◆ Your assignment
The word "SparklineWidget" may appear in some lines of the data; copy every such line.

Saved data entries:

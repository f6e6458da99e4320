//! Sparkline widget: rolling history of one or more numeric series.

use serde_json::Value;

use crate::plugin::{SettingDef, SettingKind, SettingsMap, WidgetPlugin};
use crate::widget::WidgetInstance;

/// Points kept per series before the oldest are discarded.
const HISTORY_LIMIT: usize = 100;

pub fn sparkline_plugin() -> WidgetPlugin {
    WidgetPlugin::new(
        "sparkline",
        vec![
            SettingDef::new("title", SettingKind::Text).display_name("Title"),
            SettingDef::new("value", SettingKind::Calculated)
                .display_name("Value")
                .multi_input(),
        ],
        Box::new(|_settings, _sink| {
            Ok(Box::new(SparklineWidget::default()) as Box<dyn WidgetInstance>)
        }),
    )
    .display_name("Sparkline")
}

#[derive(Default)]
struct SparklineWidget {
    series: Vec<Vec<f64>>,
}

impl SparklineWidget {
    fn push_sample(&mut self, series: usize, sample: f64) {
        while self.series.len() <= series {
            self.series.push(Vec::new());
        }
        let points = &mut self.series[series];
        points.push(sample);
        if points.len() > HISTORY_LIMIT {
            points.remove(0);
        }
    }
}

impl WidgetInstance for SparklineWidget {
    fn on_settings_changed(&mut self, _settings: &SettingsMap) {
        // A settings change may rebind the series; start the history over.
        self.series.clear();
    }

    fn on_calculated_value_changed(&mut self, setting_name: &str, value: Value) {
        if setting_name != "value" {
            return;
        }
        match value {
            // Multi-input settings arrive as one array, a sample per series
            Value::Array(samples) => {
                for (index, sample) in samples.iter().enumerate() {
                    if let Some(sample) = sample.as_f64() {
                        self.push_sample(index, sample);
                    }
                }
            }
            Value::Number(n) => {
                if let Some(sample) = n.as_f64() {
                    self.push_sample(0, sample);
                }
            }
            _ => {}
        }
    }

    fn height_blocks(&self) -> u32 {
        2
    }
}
* * *
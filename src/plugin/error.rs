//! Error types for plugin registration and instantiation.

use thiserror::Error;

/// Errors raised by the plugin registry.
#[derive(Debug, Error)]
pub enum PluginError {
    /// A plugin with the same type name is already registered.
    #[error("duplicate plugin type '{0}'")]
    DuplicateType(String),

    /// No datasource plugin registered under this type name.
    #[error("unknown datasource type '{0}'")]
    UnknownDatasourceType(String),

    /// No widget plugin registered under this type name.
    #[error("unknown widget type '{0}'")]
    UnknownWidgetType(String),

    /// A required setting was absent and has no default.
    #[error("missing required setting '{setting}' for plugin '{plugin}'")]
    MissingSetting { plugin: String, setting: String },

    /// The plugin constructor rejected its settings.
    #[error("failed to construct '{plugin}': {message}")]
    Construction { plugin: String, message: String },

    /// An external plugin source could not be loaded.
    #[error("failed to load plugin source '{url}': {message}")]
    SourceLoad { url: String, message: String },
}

◆ Your solution
            Ok(Box::new(SparklineWidget::default()) as Box<dyn WidgetInstance>)
struct SparklineWidget {
impl SparklineWidget {
impl WidgetInstance for SparklineWidget {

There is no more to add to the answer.